[Exercise instructions] If a line below contains the string "PostponeQuery", return that line.

(Records from a data collection)

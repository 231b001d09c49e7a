use axum::{
    extract::{Path, Query, State},
    http::StatusCode,
    routing::{get, patch, post},
    Json, Router,
};
use tracing::{error, info, instrument, warn};
use uuid::Uuid;

use crate::{
    auth::AuthUser,
    goals::dto::{
        CreateGoalRequest, GeneratedPostsResponse, GoalResponse, GoalWithSelections,
        PostNowResponse, PostponeQuery, PostponeResponse, UpdatePostRequest, UpdatedPostResponse,
    },
    goals::repo::{GeneratedPost, Goal, GoalSelection},
    goals::services::{self, PostponeError, MAX_POSTPONE_MINUTES},
    jobs::commitment,
    state::AppState,
};

pub fn routes() -> Router<AppState> {
    Router::new()
        .route("/goals", post(create_goal).get(list_goals))
        .route("/goals/history", get(goal_history))
        .route("/goals/:id/posts", get(get_goal_posts))
        .route("/goals/:id/generate-posts", post(generate_posts))
        .route("/goals/:id/post-now", post(post_now))
        .route("/goals/:id/postpone", post(postpone_goal))
        .route("/posts/:post_id", patch(update_post))
}

#[instrument(skip(state, payload))]
pub async fn create_goal(
    State(state): State<AppState>,
    AuthUser(user_id): AuthUser,
    Json(payload): Json<CreateGoalRequest>,
) -> Result<Json<GoalResponse>, (StatusCode, String)> {
    if payload.title.trim().is_empty() {
        return Err((StatusCode::BAD_REQUEST, "title must be non-empty".into()));
    }

    let goal = Goal::create(
        &state.db,
        user_id,
        payload.title.trim(),
        &payload.description,
        payload.deadline,
    )
    .await
    .map_err(internal)?;

    GoalSelection::link(&state.db, goal.id, &payload.selected_social_account_ids)
        .await
        .map_err(internal)?;

    // Post generation runs in the background; a generation failure leaves
    // the goal standing with no posts, which the engine tolerates.
    let bg_state = state.clone();
    let goal_id = goal.id;
    tokio::spawn(async move {
        if let Err(e) = services::generate_posts_for_goal(&bg_state, user_id, goal_id).await {
            error!(error = %e, %goal_id, "background post generation failed");
        }
    });

    info!(goal_id = %goal.id, %user_id, deadline = %goal.deadline, "goal created");
    Ok(Json(GoalResponse { success: true, goal }))
}

#[instrument(skip(state))]
pub async fn list_goals(
    State(state): State<AppState>,
    AuthUser(user_id): AuthUser,
) -> Result<Json<Vec<GoalWithSelections>>, (StatusCode, String)> {
    let goals = Goal::list_open_for_user(&state.db, user_id)
        .await
        .map_err(internal)?;

    let mut items = Vec::with_capacity(goals.len());
    for goal in goals {
        let selections = GoalSelection::list_for_goal(&state.db, goal.id)
            .await
            .map_err(internal)?;
        items.push(GoalWithSelections {
            goal,
            goal_social_selections: selections,
        });
    }
    Ok(Json(items))
}

#[instrument(skip(state))]
pub async fn goal_history(
    State(state): State<AppState>,
    AuthUser(user_id): AuthUser,
) -> Result<Json<Vec<GoalWithSelections>>, (StatusCode, String)> {
    let goals = Goal::list_completed_for_user(&state.db, user_id)
        .await
        .map_err(internal)?;

    let mut items = Vec::with_capacity(goals.len());
    for goal in goals {
        let selections = GoalSelection::list_for_goal(&state.db, goal.id)
            .await
            .map_err(internal)?;
        items.push(GoalWithSelections {
            goal,
            goal_social_selections: selections,
        });
    }
    Ok(Json(items))
}

#[instrument(skip(state))]
pub async fn get_goal_posts(
    State(state): State<AppState>,
    AuthUser(user_id): AuthUser,
    Path(goal_id): Path<Uuid>,
) -> Result<Json<Vec<GeneratedPost>>, (StatusCode, String)> {
    let Some(goal) = Goal::find_owned(&state.db, user_id, goal_id)
        .await
        .map_err(internal)?
    else {
        return Err((StatusCode::NOT_FOUND, "Goal not found".into()));
    };

    let posts = GeneratedPost::list_for_goal(&state.db, goal.id)
        .await
        .map_err(internal)?;
    Ok(Json(posts))
}

#[instrument(skip(state))]
pub async fn generate_posts(
    State(state): State<AppState>,
    AuthUser(user_id): AuthUser,
    Path(goal_id): Path<Uuid>,
) -> Result<Json<GeneratedPostsResponse>, (StatusCode, String)> {
    let posts = services::generate_posts_for_goal(&state, user_id, goal_id)
        .await
        .map_err(|e| {
            error!(error = %e, %goal_id, "post generation failed");
            (StatusCode::INTERNAL_SERVER_ERROR, e.to_string())
        })?;
    Ok(Json(GeneratedPostsResponse { posts }))
}

#[instrument(skip(state, payload))]
pub async fn update_post(
    State(state): State<AppState>,
    AuthUser(user_id): AuthUser,
    Path(post_id): Path<Uuid>,
    Json(payload): Json<UpdatePostRequest>,
) -> Result<Json<UpdatedPostResponse>, (StatusCode, String)> {
    let Some(post) = GeneratedPost::find_by_id(&state.db, post_id)
        .await
        .map_err(internal)?
    else {
        return Err((StatusCode::NOT_FOUND, "Post not found".into()));
    };

    // Ownership check runs through the post's goal
    if Goal::find_owned(&state.db, user_id, post.goal_id)
        .await
        .map_err(internal)?
        .is_none()
    {
        return Err((StatusCode::FORBIDDEN, "Unauthorized".into()));
    }

    if post.posted_at.is_some() {
        return Err((
            StatusCode::BAD_REQUEST,
            "Post has already been published".into(),
        ));
    }

    let post = GeneratedPost::update_edited_content(&state.db, post_id, &payload.edited_content)
        .await
        .map_err(internal)?;
    Ok(Json(UpdatedPostResponse {
        success: true,
        post,
    }))
}

/// Manual early publish: same fan-out and finalization as the commitment
/// engine, just triggered by the owner ahead of the deadline.
#[instrument(skip(state))]
pub async fn post_now(
    State(state): State<AppState>,
    AuthUser(user_id): AuthUser,
    Path(goal_id): Path<Uuid>,
) -> Result<Json<PostNowResponse>, (StatusCode, String)> {
    let Some(goal) = Goal::find_owned(&state.db, user_id, goal_id)
        .await
        .map_err(internal)?
    else {
        return Err((StatusCode::NOT_FOUND, "Goal not found".into()));
    };

    let report = commitment::finalize_goal(&state, &goal)
        .await
        .map_err(internal)?;

    let completed_goal = Goal::find_owned(&state.db, user_id, goal_id)
        .await
        .map_err(internal)?
        .ok_or((StatusCode::NOT_FOUND, "Goal not found".to_string()))?;

    Ok(Json(PostNowResponse {
        success: true,
        results: report.outcomes,
        completed_goal,
    }))
}

#[instrument(skip(state))]
pub async fn postpone_goal(
    State(state): State<AppState>,
    AuthUser(user_id): AuthUser,
    Path(goal_id): Path<Uuid>,
    Query(query): Query<PostponeQuery>,
) -> Result<Json<PostponeResponse>, (StatusCode, String)> {
    let receipt = services::postpone(&state.db, user_id, goal_id, query.minutes)
        .await
        .map_err(|e| {
            let status = match &e {
                PostponeError::NotFound => StatusCode::NOT_FOUND,
                PostponeError::Db(inner) => {
                    error!(error = %inner, %goal_id, "postpone failed");
                    StatusCode::INTERNAL_SERVER_ERROR
                }
                _ => {
                    warn!(%goal_id, %user_id, minutes = query.minutes, reason = %e, "postpone rejected");
                    StatusCode::BAD_REQUEST
                }
            };
            (status, e.to_string())
        })?;

    let total = receipt.goal.total_postponed_minutes;
    Ok(Json(PostponeResponse {
        success: true,
        postponed_by_minutes: receipt.postponed_by_minutes,
        total_postponed_minutes: total,
        remaining_postpone_minutes: MAX_POSTPONE_MINUTES - total,
        new_deadline: receipt.goal.deadline,
        goal: receipt.goal,
    }))
}

fn internal<E: std::fmt::Display>(e: E) -> (StatusCode, String) {
    (StatusCode::INTERNAL_SERVER_ERROR, e.to_string())
}
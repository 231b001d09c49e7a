use axum::{
    extract::{Path, Query, State},
    http::StatusCode,
    response::Html,
    routing::{get, post},
    Json, Router,
};
use serde::{Deserialize, Serialize};
use tracing::{error, info, instrument, warn};

use crate::{
    auth::AuthUser,
    oauth::{linkedin, reddit, twitter, OAuthError},
    social::repo::SocialAccountInfo,
    state::AppState,
};

pub fn routes() -> Router<AppState> {
    Router::new()
        .route("/:platform/connect", get(connect))
        .route("/:platform/callback", get(callback))
        .route("/twitter/complete", post(twitter_complete))
        .route("/linkedin/complete", post(linkedin_complete))
}

#[derive(Debug, Serialize)]
pub struct ConnectResponse {
    pub authorization_url: String,
}

#[derive(Debug, Deserialize)]
pub struct CallbackQuery {
    pub code: String,
    pub state: String,
}

#[derive(Debug, Deserialize)]
pub struct CompleteRequest {
    pub code: String,
    pub state: String,
}

#[derive(Debug, Serialize)]
pub struct CompleteResponse {
    pub success: bool,
    pub account: SocialAccountInfo,
}

#[instrument(skip(state))]
pub async fn connect(
    State(state): State<AppState>,
    AuthUser(user_id): AuthUser,
    Path(platform): Path<String>,
) -> Result<Json<ConnectResponse>, (StatusCode, String)> {
    let authorization_url = match platform.as_str() {
        "twitter" => twitter::authorization_url(&state, user_id),
        "linkedin" => linkedin::authorization_url(&state, user_id),
        "reddit" => reddit::authorization_url(&state, user_id),
        other => {
            return Err((
                StatusCode::NOT_FOUND,
                format!("Unknown platform: {other}"),
            ))
        }
    };
    info!(%user_id, %platform, "oauth flow started");
    Ok(Json(ConnectResponse { authorization_url }))
}

/// Landing page for the provider redirect. The browser cannot carry the
/// user's JWT, so this only bounces code and state into the app via deep
/// link; the authenticated `complete` call finishes the flow.
#[instrument(skip(state, query))]
pub async fn callback(
    State(state): State<AppState>,
    Path(platform): Path<String>,
    Query(query): Query<CallbackQuery>,
) -> Html<String> {
    let deep_link = deep_link(&state.config.frontend_url, &query.code, &query.state, &platform);
    Html(format!(
        r#"<html>
    <head><title>Connecting {platform}...</title></head>
    <body>
        <h2>Authorization successful!</h2>
        <p>Redirecting back to app...</p>
        <script>
            window.location.href = '{deep_link}';
            setTimeout(function() {{
                document.body.innerHTML = '<h3>Please return to the app</h3>';
            }}, 2000);
        </script>
    </body>
</html>"#
    ))
}

#[instrument(skip(state, payload))]
pub async fn twitter_complete(
    State(state): State<AppState>,
    AuthUser(user_id): AuthUser,
    Json(payload): Json<CompleteRequest>,
) -> Result<Json<CompleteResponse>, (StatusCode, String)> {
    let account = twitter::complete(&state, user_id, &payload.code, &payload.state)
        .await
        .map_err(|e| reject("twitter", user_id, e))?;
    Ok(Json(CompleteResponse {
        success: true,
        account,
    }))
}

#[instrument(skip(state, payload))]
pub async fn linkedin_complete(
    State(state): State<AppState>,
    AuthUser(user_id): AuthUser,
    Json(payload): Json<CompleteRequest>,
) -> Result<Json<CompleteResponse>, (StatusCode, String)> {
    let account = linkedin::complete(&state, user_id, &payload.code, &payload.state)
        .await
        .map_err(|e| reject("linkedin", user_id, e))?;
    Ok(Json(CompleteResponse {
        success: true,
        account,
    }))
}

/// Provider-supplied values are percent-encoded so they cannot break out
/// of the inline script the bounce page embeds the link in.
fn deep_link(frontend_url: &str, code: &str, state: &str, platform: &str) -> String {
    format!(
        "{frontend_url}?code={}&state={}&platform={}",
        urlencoding::encode(code),
        urlencoding::encode(state),
        urlencoding::encode(platform),
    )
}

fn reject(platform: &str, user_id: uuid::Uuid, e: OAuthError) -> (StatusCode, String) {
    match &e {
        OAuthError::InvalidState => {
            warn!(%user_id, platform, "oauth completion with invalid state");
            (StatusCode::BAD_REQUEST, e.to_string())
        }
        _ => {
            error!(error = %e, %user_id, platform, "oauth completion failed");
            (StatusCode::INTERNAL_SERVER_ERROR, e.to_string())
        }
    }
}

#[cfg(test)]
mod tests {
    use super::*;

    #[test]
    fn deep_link_passes_plain_values_through() {
        let link = deep_link("lockin://oauth/callback", "abc123", "st-ate_1", "twitter");
        assert_eq!(
            link,
            "lockin://oauth/callback?code=abc123&state=st-ate_1&platform=twitter"
        );
    }

    #[test]
    fn deep_link_encodes_script_breaking_characters() {
        let link = deep_link(
            "lockin://oauth/callback",
            "ab'; window.close(); '",
            "st\"ate&extra=1",
            "twitter",
        );
        assert!(!link.contains('\''));
        assert!(!link.contains('"'));
        assert!(!link.contains(' '));
        assert!(link.contains("code=ab%27%3B%20window.close%28%29%3B%20%27"));
        assert!(link.contains("state=st%22ate%26extra%3D1"));
    }
}
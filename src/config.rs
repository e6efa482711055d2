/// Run configuration and the merge pipeline
use anyhow::Result;
use log::info;
use std::path::{Path, PathBuf};

use crate::codon::load_codons;
use crate::expression::load_expression;
use crate::io::{ensure_output_dir, output_path};
use crate::logging::{EXECUTE, STATUS};
use crate::merge::merge_tables;
use crate::output::{write_merged, MISSING_VALUE};
use crate::pair_prob::{load_pair_probs, FIRST_CODON_IDX};

/// Everything needed for one merge run
#[derive(Debug, Clone)]
pub struct MergeConfig {
    /// Codon table (`-f`)
    pub codons: PathBuf,
    /// Pairing-probability arrays (`-s`)
    pub pair_probs: PathBuf,
    /// Salmon or Kallisto expression table (`-t`)
    pub expression: PathBuf,
    /// Directory receiving `<codon basename>.bed` (`-o`)
    pub output_dir: PathBuf,
    /// Codon index of the first probability on each line
    pub first_codon_idx: i64,
    /// Written in place of absent pairing probabilities
    pub missing_value: String,
}

impl MergeConfig {
    pub fn new(
        codons: impl Into<PathBuf>,
        pair_probs: impl Into<PathBuf>,
        expression: impl Into<PathBuf>,
        output_dir: impl Into<PathBuf>,
    ) -> Self {
        Self {
            codons: codons.into(),
            pair_probs: pair_probs.into(),
            expression: expression.into(),
            output_dir: output_dir.into(),
            first_codon_idx: FIRST_CODON_IDX,
            missing_value: MISSING_VALUE.to_string(),
        }
    }

    pub fn with_first_codon_idx(mut self, first_codon_idx: i64) -> Self {
        self.first_codon_idx = first_codon_idx;
        self
    }

    pub fn with_missing_value(mut self, missing_value: impl Into<String>) -> Self {
        self.missing_value = missing_value.into();
        self
    }

    /// Where the merged table will be written
    pub fn output_path(&self) -> PathBuf {
        output_path(&self.output_dir, &self.codons)
    }
}

/// Load the three inputs, join them and write the merged table.
///
/// The output directory is created first; the table itself is only written
/// once every stage has succeeded. Returns the path of the written table.
pub fn run(config: &MergeConfig) -> Result<PathBuf> {
    info!(target: STATUS, "Reading the input file: {}", config.codons.display());
    ensure_output_dir(&config.output_dir)?;

    info!(target: EXECUTE, "Starting the pre-processing module");
    let codons = load_codons(&config.codons)?;

    info!(target: EXECUTE, "Transforming the dataframe of RNA 2' structure pairing probabilities");
    let pair_probs = load_pair_probs(&config.pair_probs, config.first_codon_idx)?;

    info!(target: EXECUTE, "Loading tpm");
    let (_schema, expression) = load_expression(&config.expression)?;

    info!(target: EXECUTE, "Merging all the df together");
    let (merged, summary) = merge_tables(&codons, &expression, &pair_probs);
    log::debug!("{summary:?}");
    if summary.dropped_codons > 0 {
        log::warn!(
            "{} of {} codons dropped: gene missing from {}",
            summary.dropped_codons,
            summary.codons,
            display_name(&config.expression)
        );
    }

    let path = config.output_path();
    write_merged(&path, &merged, &config.missing_value)?;
    info!(
        target: STATUS,
        "Wrote {} rows ({} without pairing probability) to {}",
        summary.merged_rows,
        summary.missing_pair_prob,
        path.display()
    );

    info!(target: STATUS, "Data merging module finished.");
    Ok(path)
}

fn display_name(path: &Path) -> String {
    path.file_name()
        .map(|name| name.to_string_lossy().into_owned())
        .unwrap_or_else(|| path.display().to_string())
}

[Your response]
        PostNowResponse, PostponeQuery, PostponeResponse, UpdatePostRequest, UpdatedPostResponse,
    Query(query): Query<PostponeQuery>,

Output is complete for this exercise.